A group of Maori tradesmen, businessmen and educators are eyeing a chance to open two partnership schools in Taranaki.
Maunga Taranaki Energy, fronted by Eddie Prime, proposes to create training schools designed to offer a "leg up" to young people who are unable to break into a trade.
Mr Prime, the brother of the late Dalvanius, said that after years working in both the oil and gas sector and social services, he was tired of watching skilled workers migrate in and out of the province while some Taranaki youth were struggling to find a job.
"We want to accelerate Maori engagement, leadership and success in trades." He said too many Maori were "failing miserably at home, at school and at play" and they wanted an education system that offered strong, driven leaders who could show clear pathways into skilled jobs.
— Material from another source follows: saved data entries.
// Copyright 2025 the Understory Authors
// SPDX-License-Identifier: Apache-2.0 OR MIT

//! Spatial queries over the anchors of a room.

use glam::DVec3;
use kurbo::{Point, Shape};
use understory_anchor::{AnchorLabels, EDGE_EPSILON, Hit, LabelFilter, Ray};

use crate::hierarchy::wall_length;
use crate::room::{AnchorId, Room};

/// A ray hit on a specific anchor.
#[derive(Copy, Clone, Debug, PartialEq)]
pub struct RaycastHit {
    /// The anchor that was hit.
    pub anchor: AnchorId,
    /// World-space hit.
    pub hit: Hit,
}

/// The closest surface point found by [`Room::try_get_closest_surface_position`].
#[derive(Copy, Clone, Debug, PartialEq)]
pub struct ClosestSurface {
    /// The anchor owning the surface.
    pub anchor: AnchorId,
    /// Closest world-space point.
    pub point: DVec3,
    /// Distance from the query position.
    pub distance: f64,
}

/// Anchors that structure the room rather than occupy it.
const STRUCTURE: AnchorLabels = AnchorLabels::FLOOR
    .union(AnchorLabels::CEILING)
    .union(AnchorLabels::WALLS)
    .union(AnchorLabels::GLOBAL_MESH);

fn limit(max_distance: f64) -> f64 {
    if max_distance > 0.0 {
        max_distance
    } else {
        f64::INFINITY
    }
}

impl Room {
    /// Whether `pos` is inside the room outline and, with `test_vertical`, between the floor
    /// and the ceiling (inclusive).
    ///
    /// Without an outline only the room bounds are tested. Missing floor or ceiling anchors
    /// fall back to the room bounds.
    pub fn is_position_in_room(&self, pos: DVec3, test_vertical: bool) -> bool {
        if self.bounds.is_empty() || !self.bounds.contains_point_xy(pos) {
            return false;
        }
        if self.edges.len() >= 3 && self.edge_path.winding(Point::new(pos.x, pos.y)) == 0 {
            return false;
        }
        if test_vertical {
            let floor_z = self
                .floor
                .and_then(|id| self.anchor(id))
                .map_or(self.bounds.min.z, |a| a.pose.translation.z);
            let ceiling_z = self
                .ceiling
                .and_then(|id| self.anchor(id))
                .map_or(self.bounds.max.z, |a| a.pose.translation.z);
            if pos.z < floor_z - EDGE_EPSILON || pos.z > ceiling_z + EDGE_EPSILON {
                return false;
            }
        }
        true
    }

    /// Closest hit among the anchors passing `filter`.
    ///
    /// `max_distance <= 0` is unbounded. Equal distances go to the anchor inserted first.
    pub fn raycast(
        &self,
        origin: DVec3,
        direction: DVec3,
        max_distance: f64,
        filter: LabelFilter,
    ) -> Option<RaycastHit> {
        let mut best: Option<RaycastHit> = None;
        for hit in self.raycast_all(origin, direction, max_distance, filter) {
            if best.is_none_or(|b| hit.hit.distance < b.hit.distance) {
                best = Some(hit);
            }
        }
        best
    }

    /// Every hit among the anchors passing `filter`, one per anchor, in insertion order.
    pub fn raycast_all(
        &self,
        origin: DVec3,
        direction: DVec3,
        max_distance: f64,
        filter: LabelFilter,
    ) -> Vec<RaycastHit> {
        let Some(ray) = Ray::new(origin, direction) else {
            return Vec::new();
        };
        let max_distance = limit(max_distance);
        self.anchors()
            .filter(|(_, anchor)| filter.passes(anchor.labels))
            .filter_map(|(id, anchor)| {
                anchor
                    .raycast(&ray, max_distance)
                    .map(|hit| RaycastHit { anchor: id, hit })
            })
            .collect()
    }

    /// Closest surface point among the anchors passing `filter`.
    ///
    /// `max_distance <= 0` is unbounded. Fails when no anchor qualifies.
    pub fn try_get_closest_surface_position(
        &self,
        pos: DVec3,
        filter: LabelFilter,
        max_distance: f64,
    ) -> Option<ClosestSurface> {
        let max_distance = limit(max_distance);
        let mut best: Option<ClosestSurface> = None;
        for (id, anchor) in self.anchors() {
            if !filter.passes(anchor.labels) {
                continue;
            }
            let near = anchor.nearest_point(pos);
            if near.distance > max_distance {
                continue;
            }
            if best.is_none_or(|b| near.distance < b.distance) {
                best = Some(ClosestSurface {
                    anchor: id,
                    point: near.point,
                    distance: near.distance,
                });
            }
        }
        best
    }

    /// First non-structural anchor (not floor, ceiling, wall or global mesh) containing `pos`,
    /// grown by `tolerance`.
    pub fn is_position_in_scene_volume(
        &self,
        pos: DVec3,
        test_vertical: bool,
        tolerance: f64,
    ) -> Option<AnchorId> {
        self.anchors()
            .filter(|(_, anchor)| !anchor.has_any_label(STRUCTURE))
            .find(|(_, anchor)| anchor.contains_point(pos, test_vertical, tolerance))
            .map(|(id, _)| id)
    }

    /// The longest wall with no other wall corner more than `tolerance` behind its plane.
    ///
    /// Walls are considered longest first; equal lengths keep insertion order. Zero-length
    /// walls are never chosen.
    pub fn key_wall(&self, tolerance: f64) -> Option<AnchorId> {
        let mut walls: Vec<(AnchorId, f64)> = self
            .anchors()
            .filter(|(id, _)| self.is_wall_anchor(*id))
            .filter_map(|(id, anchor)| Some((id, wall_length(anchor)?)))
            .filter(|&(_, length)| length > EDGE_EPSILON)
            .collect();
        walls.sort_by(|a, b| b.1.total_cmp(&a.1));

        walls.iter().find_map(|&(id, _)| {
            let wall = self.anchor(id)?;
            let origin = wall.pose.translation;
            let normal = wall.normal();
            let occluded = self.walls().filter(|&other| other != id).any(|other| {
                self.anchor(other).is_some_and(|o| {
                    o.surface_edges()
                        .iter()
                        .any(|e| (e.start - origin).dot(normal) < -tolerance)
                })
            });
            (!occluded).then_some(id)
        })
    }

    /// Anchor carrying any of `labels` with the largest usable surface area. Zero-area
    /// surfaces never qualify; equal areas keep insertion order.
    pub fn largest_surface(&self, labels: AnchorLabels) -> Option<AnchorId> {
        let mut best: Option<(AnchorId, f64)> = None;
        for (id, anchor) in self.anchors() {
            if !anchor.has_any_label(labels) {
                continue;
            }
            let Some(area) = anchor.surface_area().filter(|&a| a > 0.0) else {
                continue;
            };
            if best.is_none_or(|(_, b)| area > b) {
                best = Some((id, area));
            }
        }
        best.map(|(id, _)| id)
    }

    /// Whether any anchor carries any of `labels`.
    pub fn does_room_have(&self, labels: AnchorLabels) -> bool {
        self.anchors().any(|(_, anchor)| anchor.has_any_label(labels))
    }

    /// Anchors carrying any of `labels`, in insertion order.
    pub fn anchors_by_label(&self, labels: AnchorLabels) -> Vec<AnchorId> {
        self.anchors()
            .filter(|(_, anchor)| anchor.has_any_label(labels))
            .map(|(id, _)| id)
            .collect()
    }

    /// First anchor (insertion order) carrying any of `labels`.
    pub fn first_anchor_by_label(&self, labels: AnchorLabels) -> Option<AnchorId> {
        self.anchors()
            .find(|(_, anchor)| anchor.has_any_label(labels))
            .map(|(id, _)| id)
    }

    /// Whether `id` is one of the room's walls.
    pub fn is_wall_anchor(&self, id: AnchorId) -> bool {
        self.walls.iter().any(|link| link.anchor == id)
    }
}

#[cfg(test)]
mod tests {
    use super::*;
    use crate::hierarchy::wall_endpoints;
    use crate::test_support::{rectangle_room, table};
    use understory_anchor::{Anchor, PlaneBoundary, Pose};

    #[test]
    fn position_in_rectangle_room() {
        let room = rectangle_room();
        assert!(room.is_position_in_room(DVec3::new(2.0, 1.5, 1.0), true));
        assert!(!room.is_position_in_room(DVec3::new(5.0, 0.0, 1.0), true));
        assert!(!room.is_position_in_room(DVec3::new(2.0, 1.5, 3.0), true));
        assert!(room.is_position_in_room(DVec3::new(2.0, 1.5, 3.0), false));
        assert!(!Room::default().is_position_in_room(DVec3::ZERO, false));
    }

    #[test]
    fn position_outside_outline_but_inside_bounds() {
        // An L-shaped floor: the notch is inside the bounds but outside the outline.
        let mut room = Room::default();
        room.add_anchor(crate::test_support::l_floor());
        room.recompute();
        assert!(room.is_position_in_room(DVec3::new(0.5, 0.5, 0.0), false));
        assert!(!room.is_position_in_room(DVec3::new(1.5, 1.5, 0.0), false));
    }

    #[test]
    fn raycast_is_minimum_of_raycast_all() {
        let mut room = rectangle_room();
        room.add_anchor(table(DVec3::new(2.0, 1.5, 0.0)));
        let origin = DVec3::new(0.5, 0.5, 2.0);
        let direction = DVec3::new(1.0, 0.7, -1.2);
        let all = room.raycast_all(origin, direction, 0.0, LabelFilter::ALL);
        assert!(all.len() >= 2);
        let best = room
            .raycast(origin, direction, 0.0, LabelFilter::ALL)
            .unwrap();
        let min = all
            .iter()
            .map(|h| h.hit.distance)
            .fold(f64::INFINITY, f64::min);
        assert_eq!(best.hit.distance, min);
    }

    #[test]
    fn raycast_filter_and_max_distance() {
        let room = rectangle_room();
        let down = DVec3::NEG_Z;
        let origin = DVec3::new(2.0, 1.5, 1.0);
        let floor = room.floor().unwrap();
        let hit = room.raycast(origin, down, 0.0, LabelFilter::ALL).unwrap();
        assert_eq!(hit.anchor, floor);
        assert!((hit.hit.distance - 1.0).abs() < 1e-9);
        assert!(room.raycast(origin, down, 0.5, LabelFilter::ALL).is_none());
        let no_floor = LabelFilter::excluding(AnchorLabels::FLOOR);
        assert!(room.raycast(origin, down, 0.0, no_floor).is_none());
        assert!(room.raycast(origin, DVec3::ZERO, 0.0, LabelFilter::ALL).is_none());
    }

    #[test]
    fn closest_surface() {
        let room = rectangle_room();
        let near_wall = DVec3::new(0.2, 1.5, 1.0);
        let closest = room
            .try_get_closest_surface_position(near_wall, LabelFilter::ALL, 0.0)
            .unwrap();
        assert!((closest.distance - 0.2).abs() < 1e-9);
        assert!(closest.point.abs_diff_eq(DVec3::new(0.0, 1.5, 1.0), 1e-9));
        assert!(room.is_wall_anchor(closest.anchor));

        assert!(
            room.try_get_closest_surface_position(near_wall, LabelFilter::ALL, 0.1)
                .is_none()
        );
        let nothing = LabelFilter::including(AnchorLabels::BED);
        assert!(
            room.try_get_closest_surface_position(near_wall, nothing, 0.0)
                .is_none()
        );
    }

    #[test]
    fn scene_volume_skips_structure() {
        let mut room = rectangle_room();
        assert_eq!(
            room.is_position_in_scene_volume(DVec3::new(2.0, 1.5, 0.0), true, 0.0),
            None
        );
        let t = room.add_anchor(table(DVec3::new(2.0, 1.5, 0.0)));
        assert_eq!(
            room.is_position_in_scene_volume(DVec3::new(2.0, 1.5, 0.3), true, 0.0),
            Some(t)
        );
        let above = DVec3::new(2.0, 1.5, 0.8);
        assert_eq!(room.is_position_in_scene_volume(above, true, 0.0), None);
        assert_eq!(room.is_position_in_scene_volume(above, true, 0.1), Some(t));
        assert_eq!(room.is_position_in_scene_volume(above, false, 0.0), Some(t));
    }

    #[test]
    fn raycast_ties_go_to_the_first_inserted() {
        let mut room = Room::default();
        let first = room.add_anchor(crate::test_support::floor(4.0, 3.0));
        let second = room.add_anchor(crate::test_support::floor(4.0, 3.0));
        room.recompute();
        let origin = DVec3::new(1.0, 1.0, 1.0);
        let all = room.raycast_all(origin, DVec3::NEG_Z, 0.0, LabelFilter::ALL);
        assert_eq!(all.len(), 2);
        assert_eq!(all[0].hit.distance, all[1].hit.distance);
        let hit = room
            .raycast(origin, DVec3::NEG_Z, 0.0, LabelFilter::ALL)
            .unwrap();
        assert_eq!(hit.anchor, first);
        assert_ne!(hit.anchor, second);
    }

    #[test]
    fn scene_plane_uses_tolerance_along_its_normal() {
        let mut room = rectangle_room();
        let top = room.add_anchor(Anchor::new(
            uuid::Uuid::new_v4(),
            AnchorLabels::TABLE,
            Pose::from_translation(DVec3::new(1.0, 1.0, 0.75)),
            PlaneBoundary::from_rect(kurbo::Rect::new(0.0, 0.0, 1.0, 0.8)),
        ));
        let on = DVec3::new(1.5, 1.4, 0.75);
        let above = DVec3::new(1.5, 1.4, 0.8);
        assert_eq!(room.is_position_in_scene_volume(on, true, 0.0), Some(top));
        assert_eq!(room.is_position_in_scene_volume(above, true, 0.0), None);
        assert_eq!(room.is_position_in_scene_volume(above, true, 0.1), Some(top));
        assert_eq!(room.is_position_in_scene_volume(above, false, 0.0), Some(top));
        let beside = DVec3::new(2.05, 1.4, 0.75);
        assert_eq!(room.is_position_in_scene_volume(beside, true, 0.0), None);
        assert_eq!(room.is_position_in_scene_volume(beside, true, 0.1), Some(top));
    }

    #[test]
    fn key_wall_is_first_long_wall() {
        let room = rectangle_room();
        let key = room.key_wall(0.1).unwrap();
        let first_wall = room.anchors_by_label(AnchorLabels::WALL_FACE)[0];
        assert_eq!(key, first_wall);
        let (s, e) = wall_endpoints(room.anchor(key).unwrap()).unwrap();
        assert!((s.distance(e) - 4.0).abs() < 1e-9);
        assert_eq!(Room::default().key_wall(0.1), None);
    }

    #[test]
    fn key_wall_skips_occluded_walls() {
        // A 4m wall standing in the middle of the room has walls behind it.
        let mut room = rectangle_room();
        let partition = room.add_anchor(crate::test_support::wall(
            DVec3::new(4.5, 1.0, 0.0),
            DVec3::new(-0.5, 1.0, 0.0),
            2.5,
        ));
        room.recompute();
        let key = room.key_wall(0.1).unwrap();
        assert_ne!(key, partition);
    }

    #[test]
    fn label_lookups() {
        let mut room = rectangle_room();
        assert!(room.does_room_have(AnchorLabels::FLOOR | AnchorLabels::BED));
        assert!(!room.does_room_have(AnchorLabels::BED));
        assert_eq!(room.anchors_by_label(AnchorLabels::WALLS).len(), 4);
        assert_eq!(
            room.first_anchor_by_label(AnchorLabels::CEILING),
            room.ceiling()
        );
        let t = room.add_anchor(table(DVec3::new(1.0, 1.0, 0.0)));
        assert_eq!(
            room.largest_surface(AnchorLabels::TABLE | AnchorLabels::FLOOR),
            room.floor()
        );
        assert_eq!(room.largest_surface(AnchorLabels::TABLE), Some(t));
        assert_eq!(room.largest_surface(AnchorLabels::BED), None);
    }
}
"There is no other system that I can see where we as Maori tradesmen and educators can make a significant contribution to building up the educational needs of our youth," he said.
The group launched a series of information seminars in Hawera last night and will hold hui in Patea, Opunake, Stratford, New Plymouth and Waitara over the next few weeks.
"We are looking for expressions of interest from tradesmen, educators and investors who have the same passion. The only way it will fail is if we let it fail."
He said while the two proposed academies based in New Plymouth and Hawera would focus on Maori youth between 15 and 18 years old, they would not discriminate.
"We want to be inclusive."
The move comes after the Government announced a new round of applications for partnership schools to open next year.
Applications close next month. The schools are Government-funded, but need private sponsors and can be run at a profit.
Those travelling down this route can set their own hours, curriculum and pay rates for teachers who do not have to be qualified.
The idea is not without controversy.
The Post Primary Teachers' Association has already signalled it will boycott a handful of Auckland and Northland schools due to open this year.